The interpretation of these results is very difficult. First, S. aureus produces more than 20 types of enterotoxins with great similarities between them. Second, the different structural features may have similar mechanisms of action. Meanwhile, this study’s aim was only focused on the detection of staphylococcal enterotoxin A in synovial fluid of patients with RA. However, the results of this study indicated that the PCR molecular method and ELISA could detect enterotoxin A in the SF of patients with RA. The results have elicited two important questions. The first question concerns why the toxin was found in the patient’s SF even though the bacterial growth in the SF cultures was negative. Further research is needed to provide answers to this question. The second important question concerned the role of staphylococcal enterotoxins as superantigens in inflammatory disease and rheumatoid arthritis. However, no direct attempt to detect these enterotoxins in patient’s SF and/or blood has been reported to date. Perhaps one reason is the lack of proper and valid methods for testing the measured superantigen. Another important reason may be the fact that the SF aspiration is very difficult. We believe that the main reason concerns inaccurate reporting. For example, the lack of evidence for the role of staphylococcal enterotoxins in rheumatoid arthritis was reported (25). However, in recently-reported data, the majority of S. aureus strains colonized in the skin of atopic dermatitis patients carried genes encoding SEA and demonstrated the importance of SEA as an immunoinflammatory triggering factor of atopic dermatitis (26). However, this study was designed to determine the existence of staphylococcal enterotoxin A (superantigen A), by ELISA and by PCR amplification simultaneously in RA patients’ SF and blood, and the PCR product sequencing confirmed the results. There were several important limitations in this study, including the limit on the collection of SF samples from the patients with confirmed cases of the disease. Another important limitation was that, despite the fact that 270 bp PCR amplicon (part of ent A gene) was amplified in this study, sequencing confirmed that the partially enterotoxin A gene belonged, but further research is needed to perform for the full length gene determined.

5. Conclusions

The findings of this study indicated that, despite the absence of enterotoxin A producing staphylococcal bacterium in the synovial fluid and blood of the RA patients, the existence of SEA and also the encoded ent A gene were detectable by PCR methods.
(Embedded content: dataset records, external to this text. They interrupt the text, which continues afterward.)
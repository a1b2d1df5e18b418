//! SubscriptionRegistry - the live subscription index
//!
//! Maps each token to the `ConsumerList` registered under it and keeps a
//! reverse id-to-token map so unsubscribe requests do not need to repeat the
//! token. All mutation goes through a single `RwLock`; readers take cheap
//! snapshots so matching never holds the lock across payload evaluation.

use crate::subscription::error::{SubscriptionError, SubscriptionResult};
use crate::subscription::types::{ConsumerList, Subscription, SubscriptionKind};
use std::collections::HashMap;
use std::sync::RwLock;

#[derive(Default)]
struct RegistryState {
    /// token -> consumers registered under it
    consumers: HashMap<String, ConsumerList>,
    /// subscription id -> token reverse map
    token_by_id: HashMap<String, String>,
}

/// Shared subscription index
///
/// Thread-safe; subscribe/unsubscribe calls arrive from request-handling
/// tasks concurrently with matcher reads on every inbound message.
#[derive(Default)]
pub struct SubscriptionRegistry {
    state: RwLock<RegistryState>,
}

impl SubscriptionRegistry {
    pub fn new() -> Self {
        Self::default()
    }

    /// Insert a subscription under a token's consumer list
    ///
    /// The list is created lazily for the first subscription on a token.
    /// Re-adding the same id is idempotent; the subscription payload is
    /// replaced (last write wins) and the replacement is logged.
    pub fn add_subscription(&self, token: &str, subscription_id: &str, subscription: Subscription) {
        let mut state = self.state.write().unwrap();

        // A resubscribe under a different token must not leave the old
        // mapping behind.
        if let Some(previous_token) = state.token_by_id.get(subscription_id).cloned() {
            if previous_token != token {
                log::warn!(
                    "Subscription '{}' moved from token '{}' to '{}'",
                    subscription_id,
                    previous_token,
                    token
                );
                if let Some(list) = state.consumers.get_mut(&previous_token) {
                    list.remove(subscription_id);
                }
            }
        }

        let list = state.consumers.entry(token.to_string()).or_default();
        if list.insert(subscription).is_some() {
            log::debug!(
                "Subscription '{}' replaced under token '{}'",
                subscription_id,
                token
            );
        }
        state
            .token_by_id
            .insert(subscription_id.to_string(), token.to_string());
    }

    /// Remove a subscription, resolving its token when not supplied
    ///
    /// Returns how many subscriptions were removed (1, or 0 when the id was
    /// not found). Zero is not an error: a concurrent unsubscribe from
    /// elsewhere is an expected race and is only logged.
    pub fn remove_subscription(&self, subscription_id: &str, token: Option<&str>) -> usize {
        let mut state = self.state.write().unwrap();

        let token = match token {
            Some(t) => t.to_string(),
            None => match state.token_by_id.get(subscription_id) {
                Some(t) => t.clone(),
                None => {
                    log::info!(
                        "Unsubscribe for unknown subscription '{}' (already removed?)",
                        subscription_id
                    );
                    return 0;
                }
            },
        };

        let removed = match state.consumers.get_mut(&token) {
            Some(list) => {
                if list.remove(subscription_id).is_some() {
                    1
                } else {
                    0
                }
            }
            _ => 0,
        };
        // Reverse-map bookkeeping, not counted as a removed subscription
        state.token_by_id.remove(subscription_id);

        if removed == 0 {
            log::info!(
                "Unsubscribe for '{}' under token '{}' removed nothing",
                subscription_id,
                token
            );
        }
        removed
    }

    /// Snapshot the consumer list registered under a token
    pub fn lookup(&self, token: &str) -> Option<ConsumerList> {
        let state = self.state.read().unwrap();
        state.consumers.get(token).cloned()
    }

    /// Reverse lookup: the token a subscription id is registered under
    pub fn token_of(&self, subscription_id: &str) -> Option<String> {
        let state = self.state.read().unwrap();
        state.token_by_id.get(subscription_id).cloned()
    }

    /// Pause a subscription: excluded from future matches, already-enqueued
    /// batches are unaffected
    pub fn pause(&self, subscription_id: &str) -> SubscriptionResult<()> {
        self.set_paused(subscription_id, true)
    }

    /// Resume a paused subscription
    pub fn resume(&self, subscription_id: &str) -> SubscriptionResult<()> {
        self.set_paused(subscription_id, false)
    }

    fn set_paused(&self, subscription_id: &str, paused: bool) -> SubscriptionResult<()> {
        let mut state = self.state.write().unwrap();
        let token = state
            .token_by_id
            .get(subscription_id)
            .cloned()
            .ok_or_else(|| SubscriptionError::NotFound {
                id: subscription_id.to_string(),
            })?;
        let sub = state
            .consumers
            .get_mut(&token)
            .and_then(|list| list.get_mut(subscription_id))
            .ok_or_else(|| SubscriptionError::NotFound {
                id: subscription_id.to_string(),
            })?;
        sub.paused = paused;
        Ok(())
    }

    /// Total number of live subscriptions
    pub fn subscription_count(&self) -> usize {
        let state = self.state.read().unwrap();
        state.token_by_id.len()
    }

    /// Snapshot of the tokens carrying filter-style subscriptions
    ///
    /// Used by the filter matcher, which has to evaluate every registered
    /// expression against the payload rather than looking one token up.
    pub fn filter_tokens(&self) -> Vec<String> {
        let state = self.state.read().unwrap();
        state
            .consumers
            .iter()
            .filter(|(_, list)| list.iter().any(|s| s.kind == SubscriptionKind::Filter))
            .map(|(token, _)| token.clone())
            .collect()
    }
}
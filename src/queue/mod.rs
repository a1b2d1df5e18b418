//! Durable Delivery Queue
//!
//! FIFO store decoupling publishers from consumers: the notification
//! processor enqueues matched batches synchronously, delivery strategies
//! dequeue them on independent background tasks. Two interchangeable
//! backends sit behind the `DeliveryQueue` trait:
//!
//! - `MemoryQueue`: in-process ordered buffer, pending batches are lost on
//!   crash; used when durability is explicitly disabled.
//! - `DurableQueue`: SQLite-backed store with two singleton counter rows
//!   (high-water / low-water marks) updated under write transactions so
//!   multiple broker processes sharing one store never assign the same
//!   sequence id and never dequeue the same row twice.
//!
//! Sequence ids are strictly increasing and dense within one queue
//! instance; a batch becomes visible to dequeue only once its insert is
//! committed. Retrieval (`blocking_dequeue`) and removal
//! (`mark_processed`) are two separate, not atomic, steps.

mod batch;
mod durable;
mod error;
mod memory;
mod traits;

pub use batch::{BatchMetadata, NotificationBatch, QueuedBatch};
pub use durable::DurableQueue;
pub use error::{QueueError, QueueResult};
pub use memory::MemoryQueue;
pub use traits::DeliveryQueue;

use std::time::Duration;

/// Step added to the empty-poll backoff after each miss
pub const WAIT_STEP: Duration = Duration::from_millis(1000);
/// Backoff cap for an empty queue
pub const FINAL_WAIT: Duration = Duration::from_millis(5000);

/// Next empty-poll wait: grows by one step per miss, saturating at the cap
pub fn next_wait(wait: Duration) -> Duration {
    (wait + WAIT_STEP).min(FINAL_WAIT)
}
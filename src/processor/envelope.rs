//! Inbound envelope dialects
//!
//! The boundary web-service layer owns the wire encoding; what reaches the
//! processor is a decoded envelope: the namespace that names the dialect
//! plus the JSON body. Dialect A (batched notifications) wraps zero or more
//! `(topic, producer, message)` triples in one envelope; dialect B
//! (eventing) carries a single topic/message pair, with a fallback topic
//! when none is given.

use crate::processor::error::{ProcessorError, ProcessorResult};
use serde::{Deserialize, Serialize};
use serde_json::{json, Value};

/// Namespace identifying the batched-notification dialect (A)
pub const NOTIFICATION_NAMESPACE: &str =
    "http://www.ibm.com/xmlns/stdwip/web-services/WS-BaseNotification";
/// Namespace identifying the eventing dialect (B)
pub const EVENTING_NAMESPACE: &str = "http://schemas.xmlsoap.org/ws/2004/08/eventing";

/// The two supported notification dialects
#[derive(Debug, Clone, Copy, PartialEq, Eq, Serialize, Deserialize)]
pub enum Dialect {
    /// Dialect A: an envelope of notification triples
    Notification,
    /// Dialect B: a single topic/message event
    Eventing,
}

impl Dialect {
    pub fn from_namespace(namespace: &str) -> Option<Self> {
        match namespace {
            NOTIFICATION_NAMESPACE => Some(Self::Notification),
            EVENTING_NAMESPACE => Some(Self::Eventing),
            _ => None,
        }
    }

    pub fn namespace(&self) -> &'static str {
        match self {
            Self::Notification => NOTIFICATION_NAMESPACE,
            Self::Eventing => EVENTING_NAMESPACE,
        }
    }
}

/// A decoded inbound message as handed over by the boundary layer
#[derive(Debug, Clone)]
pub struct InboundEnvelope {
    /// Namespace of the envelope, names the dialect
    pub namespace: String,
    /// Decoded message body
    pub body: Value,
}

impl InboundEnvelope {
    /// Build a dialect-A envelope from `(topic, producer, message)` triples
    pub fn notification(triples: Vec<Value>) -> Self {
        Self {
            namespace: NOTIFICATION_NAMESPACE.to_string(),
            body: json!({ "notifications": triples }),
        }
    }

    /// Build a dialect-B envelope
    pub fn eventing(topic: Option<&str>, message: Value) -> Self {
        let mut body = json!({ "message": message });
        if let Some(topic) = topic {
            body["topic"] = Value::String(topic.to_string());
        }
        Self {
            namespace: EVENTING_NAMESPACE.to_string(),
            body,
        }
    }
}

/// One `(topic, payload, metadata)` tuple resolved from an envelope
#[derive(Debug, Clone)]
pub struct ResolvedNotification {
    pub topic: String,
    pub producer: Option<String>,
    pub message: Value,
}

/// Resolve a dialect-A body into independent notifications
///
/// An envelope with zero triples fails the whole request; a malformed
/// triple is a local error — logged, skipped, and the remaining triples in
/// the same envelope still go through.
pub fn resolve_notification_body(body: &Value) -> ProcessorResult<Vec<ResolvedNotification>> {
    let triples = body
        .get("notifications")
        .and_then(Value::as_array)
        .ok_or(ProcessorError::MissingMessage)?;
    if triples.is_empty() {
        return Err(ProcessorError::EmptyEnvelope);
    }

    let mut resolved = Vec::with_capacity(triples.len());
    for (index, triple) in triples.iter().enumerate() {
        let topic = triple.get("topic").and_then(Value::as_str);
        let message = triple.get("message");
        match (topic, message) {
            (Some(topic), Some(message)) if !message.is_null() => {
                resolved.push(ResolvedNotification {
                    topic: topic.to_string(),
                    producer: triple
                        .get("producer")
                        .and_then(Value::as_str)
                        .map(str::to_string),
                    message: message.clone(),
                });
            }
            _ => {
                log::error!(
                    "Skipping malformed notification element {index}: missing topic or message"
                );
            }
        }
    }
    Ok(resolved)
}

/// Resolve a dialect-B body into its single notification
///
/// A missing message element is a fault; a missing topic is not — the
/// configured default topic token is substituted.
pub fn resolve_eventing_body(
    body: &Value,
    default_topic: &str,
) -> ProcessorResult<ResolvedNotification> {
    let message = body
        .get("message")
        .filter(|message| !message.is_null())
        .ok_or(ProcessorError::MissingMessage)?;
    let topic = match body.get("topic").and_then(Value::as_str) {
        Some(topic) => topic.to_string(),
        None => {
            log::debug!("Event carries no topic, substituting '{default_topic}'");
            default_topic.to_string()
        }
    };
    Ok(ResolvedNotification {
        topic,
        producer: None,
        message: message.clone(),
    })
}

/// Same-dialect acknowledgement returned to the publisher
///
/// Means "accepted for processing", not "delivered": it is returned whether
/// or not the message matched any subscription.
#[derive(Debug, Clone, PartialEq, Eq, Serialize)]
pub struct Acknowledgement {
    pub dialect: Dialect,
    pub track_id: u64,
}

#[cfg(test)]
mod tests {
    use super::*;

    #[test]
    fn test_dialect_from_namespace() {
        assert_eq!(
            Dialect::from_namespace(NOTIFICATION_NAMESPACE),
            Some(Dialect::Notification)
        );
        assert_eq!(
            Dialect::from_namespace(EVENTING_NAMESPACE),
            Some(Dialect::Eventing)
        );
        assert_eq!(Dialect::from_namespace("urn:unknown"), None);
    }

    #[test]
    fn test_notification_body_with_zero_triples_is_rejected() {
        let envelope = InboundEnvelope::notification(vec![]);
        match resolve_notification_body(&envelope.body) {
            Err(ProcessorError::EmptyEnvelope) => {}
            other => panic!("expected EmptyEnvelope, got {other:?}"),
        }
    }

    #[test]
    fn test_notification_body_without_array_is_a_fault() {
        match resolve_notification_body(&json!({})) {
            Err(ProcessorError::MissingMessage) => {}
            other => panic!("expected MissingMessage, got {other:?}"),
        }
    }

    #[test]
    fn test_malformed_triple_is_skipped_locally() {
        let envelope = InboundEnvelope::notification(vec![
            json!({"topic": "t1", "message": {"n": 1}}),
            json!({"topic": "t2"}),
            json!({"topic": "t3", "producer": "p", "message": {"n": 3}}),
        ]);
        let resolved = resolve_notification_body(&envelope.body).unwrap();
        assert_eq!(resolved.len(), 2);
        assert_eq!(resolved[0].topic, "t1");
        assert_eq!(resolved[1].topic, "t3");
        assert_eq!(resolved[1].producer.as_deref(), Some("p"));
    }

    #[test]
    fn test_eventing_body_requires_message() {
        match resolve_eventing_body(&json!({"topic": "t1"}), "fallback") {
            Err(ProcessorError::MissingMessage) => {}
            other => panic!("expected MissingMessage, got {other:?}"),
        }
    }

    #[test]
    fn test_eventing_body_substitutes_default_topic() {
        let resolved = resolve_eventing_body(&json!({"message": {"n": 1}}), "fallback").unwrap();
        assert_eq!(resolved.topic, "fallback");

        let resolved =
            resolve_eventing_body(&json!({"topic": "t1", "message": {"n": 1}}), "fallback")
                .unwrap();
        assert_eq!(resolved.topic, "t1");
    }
}
//! Delivery Error Types

#[derive(Debug, thiserror::Error)]
pub enum DeliveryError {
    #[error("Delivery to {address} failed: {source}")]
    Transport {
        address: String,
        source: reqwest::Error,
    },

    #[error("Consumer {address} rejected delivery with status {status}")]
    Rejected { address: String, status: u16 },

    #[error("Delivery failed: {message}")]
    Failed { message: String },
}

/// Result type for delivery attempts
pub type DeliveryResult<T> = Result<T, DeliveryError>;
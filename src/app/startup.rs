//! Application startup
//!
//! Wires the configuration file, command-line overrides, logging and the
//! broker together, then parks until a shutdown signal arrives.

use crate::app::cli::Args;
use crate::broker::Broker;
use crate::core::config::BrokerConfig;
use crate::core::logging::init_logging;
use crate::core::shutdown::ShutdownCoordinator;
use clap::Parser;
use std::process::ExitCode;

pub fn startup() -> ExitCode {
    let args = Args::parse();

    let mut config = match load_config(&args) {
        Ok(config) => config,
        Err(message) => {
            eprintln!("herald: {message}");
            return ExitCode::FAILURE;
        }
    };

    if let Some(mode) = &args.delivery_mode {
        if let Err(err) = config.override_delivery_mode(mode) {
            eprintln!("herald: {err}");
            return ExitCode::FAILURE;
        }
    }
    if args.purge {
        config.storage.purge_on_start = true;
    }

    let log_level = args.log_level.as_deref().or(config.logging.level.as_deref());
    let log_format = args
        .log_format
        .as_deref()
        .or(config.logging.format.as_deref());
    let log_file = args
        .log_file
        .as_deref()
        .map(|p| p.to_string_lossy().to_string())
        .or(config.logging.file.clone());
    if let Err(err) = init_logging(log_level, log_format, log_file.as_deref()) {
        eprintln!("herald: cannot initialise logging: {err}");
        return ExitCode::FAILURE;
    }

    let runtime = match tokio::runtime::Runtime::new() {
        Ok(runtime) => runtime,
        Err(err) => {
            log::error!("Cannot start async runtime: {err}");
            return ExitCode::FAILURE;
        }
    };

    runtime.block_on(serve(config))
}

fn load_config(args: &Args) -> Result<BrokerConfig, String> {
    match &args.config_file {
        Some(path) => BrokerConfig::load(path).map_err(|err| err.to_string()),
        None => Ok(BrokerConfig::default()),
    }
}

async fn serve(config: BrokerConfig) -> ExitCode {
    log::info!("herald: notification broker starting");

    let broker = match Broker::start(&config).await {
        Ok(broker) => broker,
        Err(err) => {
            log::error!("Broker failed to start: {err}");
            return ExitCode::FAILURE;
        }
    };

    let (coordinator, mut shutdown_rx) = ShutdownCoordinator::new();
    coordinator.install_signal_handlers();

    let _ = shutdown_rx.recv().await;
    log::info!("Shutdown requested, draining deliveries");
    broker.shutdown().await;

    ExitCode::SUCCESS
}
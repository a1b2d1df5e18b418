//! Broker configuration
//!
//! The configuration surface consumed (not owned) by the broker core:
//! storage backend selection, delivery strategy selection with pool size,
//! the purge-on-start flag, the default topic and the logging options. Read
//! from a TOML file; every section and field has a default so an empty file
//! is a valid configuration.

use crate::delivery::DeliveryMode;
use serde::Deserialize;
use std::path::{Path, PathBuf};
use std::str::FromStr;
use strum_macros::{Display, EnumString};

#[derive(Debug, thiserror::Error)]
pub enum ConfigError {
    #[error("Cannot read config file {path}: {source}")]
    Io {
        path: String,
        source: std::io::Error,
    },

    #[error("Cannot parse config file {path}: {source}")]
    Parse {
        path: String,
        source: toml::de::Error,
    },

    #[error("Invalid configuration: {message}")]
    Invalid { message: String },
}

/// Queue storage backend selection
#[derive(Debug, Clone, Copy, PartialEq, Eq, Deserialize, EnumString, Display)]
#[serde(rename_all = "kebab-case")]
#[strum(serialize_all = "kebab-case")]
pub enum StorageKind {
    /// Volatile in-process queue; pending batches are lost on crash
    Memory,
    /// SQLite-backed durable queue
    Sqlite,
}

/// Delivery strategy selection
#[derive(Debug, Clone, Copy, PartialEq, Eq, Deserialize, EnumString, Display)]
#[serde(rename_all = "kebab-case")]
#[strum(serialize_all = "kebab-case")]
pub enum DeliveryKind {
    Serial,
    Parallel,
    FixedParallel,
}

#[derive(Debug, Clone, Deserialize)]
#[serde(default, deny_unknown_fields)]
pub struct StorageConfig {
    pub backend: StorageKind,
    /// Database file path; required for the sqlite backend
    pub path: Option<PathBuf>,
    /// Drop all pending batches on startup
    pub purge_on_start: bool,
}

impl Default for StorageConfig {
    fn default() -> Self {
        Self {
            backend: StorageKind::Memory,
            path: None,
            purge_on_start: false,
        }
    }
}

#[derive(Debug, Clone, Deserialize)]
#[serde(default, deny_unknown_fields)]
pub struct DeliveryConfig {
    pub mode: DeliveryKind,
    /// Worker pool size for the fixed-parallel mode
    pub workers: usize,
}

impl Default for DeliveryConfig {
    fn default() -> Self {
        Self {
            mode: DeliveryKind::FixedParallel,
            workers: 4,
        }
    }
}

#[derive(Debug, Clone, Deserialize)]
#[serde(default, deny_unknown_fields)]
pub struct BrokerSection {
    /// Topic token substituted for events arriving without one
    pub default_topic: String,
}

impl Default for BrokerSection {
    fn default() -> Self {
        Self {
            default_topic: crate::processor::DEFAULT_TOPIC.to_string(),
        }
    }
}

#[derive(Debug, Clone, Default, Deserialize)]
#[serde(default, deny_unknown_fields)]
pub struct LoggingConfig {
    pub level: Option<String>,
    /// "text" or "json"
    pub format: Option<String>,
    pub file: Option<String>,
}

#[derive(Debug, Clone, Default, Deserialize)]
#[serde(default, deny_unknown_fields)]
pub struct BrokerConfig {
    pub storage: StorageConfig,
    pub delivery: DeliveryConfig,
    pub broker: BrokerSection,
    pub logging: LoggingConfig,
}

impl BrokerConfig {
    /// Load and validate a TOML configuration file
    pub fn load(path: &Path) -> Result<Self, ConfigError> {
        let raw = std::fs::read_to_string(path).map_err(|source| ConfigError::Io {
            path: path.display().to_string(),
            source,
        })?;
        let config: Self = toml::from_str(&raw).map_err(|source| ConfigError::Parse {
            path: path.display().to_string(),
            source,
        })?;
        config.validate()?;
        Ok(config)
    }

    pub fn validate(&self) -> Result<(), ConfigError> {
        if self.storage.backend == StorageKind::Sqlite && self.storage.path.is_none() {
            return Err(ConfigError::Invalid {
                message: "storage.path is required for the sqlite backend".to_string(),
            });
        }
        if self.delivery.mode == DeliveryKind::FixedParallel && self.delivery.workers == 0 {
            return Err(ConfigError::Invalid {
                message: "delivery.workers must be at least 1 for fixed-parallel".to_string(),
            });
        }
        Ok(())
    }

    /// The delivery mode the configuration resolves to
    pub fn delivery_mode(&self) -> DeliveryMode {
        match self.delivery.mode {
            DeliveryKind::Serial => DeliveryMode::Serial,
            DeliveryKind::Parallel => DeliveryMode::Parallel,
            DeliveryKind::FixedParallel => DeliveryMode::FixedParallel {
                workers: self.delivery.workers,
            },
        }
    }

    /// Apply command-line overrides on top of the file configuration
    pub fn override_delivery_mode(&mut self, mode: &str) -> Result<(), ConfigError> {
        self.delivery.mode =
            DeliveryKind::from_str(mode).map_err(|_| ConfigError::Invalid {
                message: format!("unknown delivery mode '{mode}'"),
            })?;
        self.validate()
    }
}

#[cfg(test)]
mod tests {
    use super::*;

    #[test]
    fn test_empty_config_uses_defaults() {
        let config: BrokerConfig = toml::from_str("").unwrap();
        config.validate().unwrap();
        assert_eq!(config.storage.backend, StorageKind::Memory);
        assert!(!config.storage.purge_on_start);
        assert_eq!(
            config.delivery_mode(),
            DeliveryMode::FixedParallel { workers: 4 }
        );
        assert_eq!(config.broker.default_topic, crate::processor::DEFAULT_TOPIC);
    }

    #[test]
    fn test_full_config_round_trip() {
        let config: BrokerConfig = toml::from_str(
            r#"
            [storage]
            backend = "sqlite"
            path = "/var/lib/herald/queue.db"
            purge_on_start = true

            [delivery]
            mode = "serial"

            [broker]
            default_topic = "fallback"

            [logging]
            level = "debug"
            format = "json"
            "#,
        )
        .unwrap();
        config.validate().unwrap();
        assert_eq!(config.storage.backend, StorageKind::Sqlite);
        assert!(config.storage.purge_on_start);
        assert_eq!(config.delivery_mode(), DeliveryMode::Serial);
        assert_eq!(config.broker.default_topic, "fallback");
        assert_eq!(config.logging.level.as_deref(), Some("debug"));
    }

    #[test]
    fn test_sqlite_backend_requires_path() {
        let config: BrokerConfig = toml::from_str("[storage]\nbackend = \"sqlite\"").unwrap();
        assert!(matches!(
            config.validate(),
            Err(ConfigError::Invalid { .. })
        ));
    }

    #[test]
    fn test_zero_workers_is_rejected() {
        let config: BrokerConfig =
            toml::from_str("[delivery]\nmode = \"fixed-parallel\"\nworkers = 0").unwrap();
        assert!(config.validate().is_err());
    }

    #[test]
    fn test_delivery_mode_override() {
        let mut config = BrokerConfig::default();
        config.override_delivery_mode("parallel").unwrap();
        assert_eq!(config.delivery_mode(), DeliveryMode::Parallel);
        assert!(config.override_delivery_mode("bogus").is_err());
    }
}
//! Core services and infrastructure

pub mod config;
pub mod logging;
pub mod shutdown;
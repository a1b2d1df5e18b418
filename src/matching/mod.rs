//! Message matching
//!
//! Pluggable predicate evaluators that decide which consumers receive an
//! inbound message. The processor drives an explicit ordered list of
//! matcher instances, built once at startup; each matcher independently
//! appends into the shared result list (no dedup — the configured matchers
//! cover disjoint subscription styles). A matcher that finds nothing
//! appends nothing; matcher-local failures are logged and never abort
//! sibling matchers.

mod filter;
mod topic;

pub use filter::{FilterExpression, FilterMatcher, FilterParseError};
pub use topic::TopicMatcher;

use crate::subscription::{Subscription, SubscriptionRegistry};
use serde_json::Value;

/// Predicate evaluator mapping an inbound message to matched consumers
pub trait MessageMatcher: Send + Sync {
    /// Matcher name used in logs
    fn name(&self) -> &'static str;

    /// Append every subscription this matcher considers a recipient of the
    /// message to `matches`. Paused subscriptions are excluded.
    fn populate_matches(
        &self,
        registry: &SubscriptionRegistry,
        token: &str,
        payload: &Value,
        matches: &mut Vec<Subscription>,
    );
}

/// The standard matcher list: exact-topic first, then filter expressions
pub fn default_matchers() -> Vec<Box<dyn MessageMatcher>> {
    vec![Box::new(TopicMatcher), Box::new(FilterMatcher)]
}

#[cfg(test)]
mod tests {
    use super::*;

    #[test]
    fn test_default_matchers_order_and_names() {
        let matchers = default_matchers();
        let names: Vec<&str> = matchers.iter().map(|m| m.name()).collect();
        assert_eq!(names, vec!["topic", "filter"]);
    }
}
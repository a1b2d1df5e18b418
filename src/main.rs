use std::process::ExitCode;

fn main() -> ExitCode {
    herald::app::startup::startup()
}
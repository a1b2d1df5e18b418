//! Outbound delivery calls
//!
//! One HTTP request per (batch, consumer), carrying the payload and the
//! correlation metadata. Fire-and-forget from the broker's perspective:
//! the response only decides how the attempt is logged. Connect/read
//! timeouts belong to the transport layer, so the client sets them here
//! rather than in the strategies.

use crate::delivery::error::{DeliveryError, DeliveryResult};
use crate::queue::NotificationBatch;
use crate::subscription::Subscription;
use async_trait::async_trait;
use std::time::Duration;

/// Correlation header carrying the track id
pub const TRACK_ID_HEADER: &str = "X-Herald-Track-Id";
/// Correlation header carrying the producer reference, when present
pub const PRODUCER_HEADER: &str = "X-Herald-Producer";
/// Correlation header carrying the serialized topic, when present
pub const TOPIC_HEADER: &str = "X-Herald-Topic";

/// One outbound delivery attempt to one consumer
#[async_trait]
pub trait DeliverySender: Send + Sync {
    async fn deliver(
        &self,
        subscription: &Subscription,
        batch: &NotificationBatch,
    ) -> DeliveryResult<()>;
}

/// HTTP sender posting the payload to the consumer's registered address
pub struct HttpSender {
    client: reqwest::Client,
}

impl HttpSender {
    pub fn new() -> DeliveryResult<Self> {
        let client = reqwest::Client::builder()
            .connect_timeout(Duration::from_secs(10))
            .timeout(Duration::from_secs(30))
            .build()
            .map_err(|err| DeliveryError::Failed {
                message: format!("could not build HTTP client: {err}"),
            })?;
        Ok(Self { client })
    }
}

#[async_trait]
impl DeliverySender for HttpSender {
    async fn deliver(
        &self,
        subscription: &Subscription,
        batch: &NotificationBatch,
    ) -> DeliveryResult<()> {
        let address = &subscription.consumer_address;
        let mut request = self
            .client
            .post(address)
            .header("Content-Type", "application/json")
            .header(TRACK_ID_HEADER, batch.metadata.track_id.to_string());
        if let Some(producer) = &batch.metadata.producer {
            request = request.header(PRODUCER_HEADER, producer);
        }
        if let Some(topic) = &batch.metadata.topic {
            request = request.header(TOPIC_HEADER, topic);
        }

        let response = request
            .body(batch.payload.clone())
            .send()
            .await
            .map_err(|source| DeliveryError::Transport {
                address: address.clone(),
                source,
            })?;

        if response.status().is_success() {
            Ok(())
        } else {
            Err(DeliveryError::Rejected {
                address: address.clone(),
                status: response.status().as_u16(),
            })
        }
    }
}
//! Herald notification broker
//!
//! A topic and filter based pub/sub broker: publishers post notification
//! envelopes in one of two wire dialects, the processor matches them against
//! registered subscriptions, matched batches flow through a durable delivery
//! queue to their consumers over HTTP.

pub mod app;
pub mod broker;
pub mod core;
pub mod delivery;
pub mod matching;
pub mod processor;
pub mod queue;
pub mod subscription;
This finding may alter the actual theory on the pathogenesis of RA disease. Therefore, the hypothesis that different staphylococcal strains are present in the human body must be emphasized. Therefore, they probably release and incorporate the encoded enterotoxins gene elements that are far from the site of colonization. However, due to the fact that there are no similar studies, this hypothesis should be compared and analyzed. Therefore, more research with a larger sample size is recommended.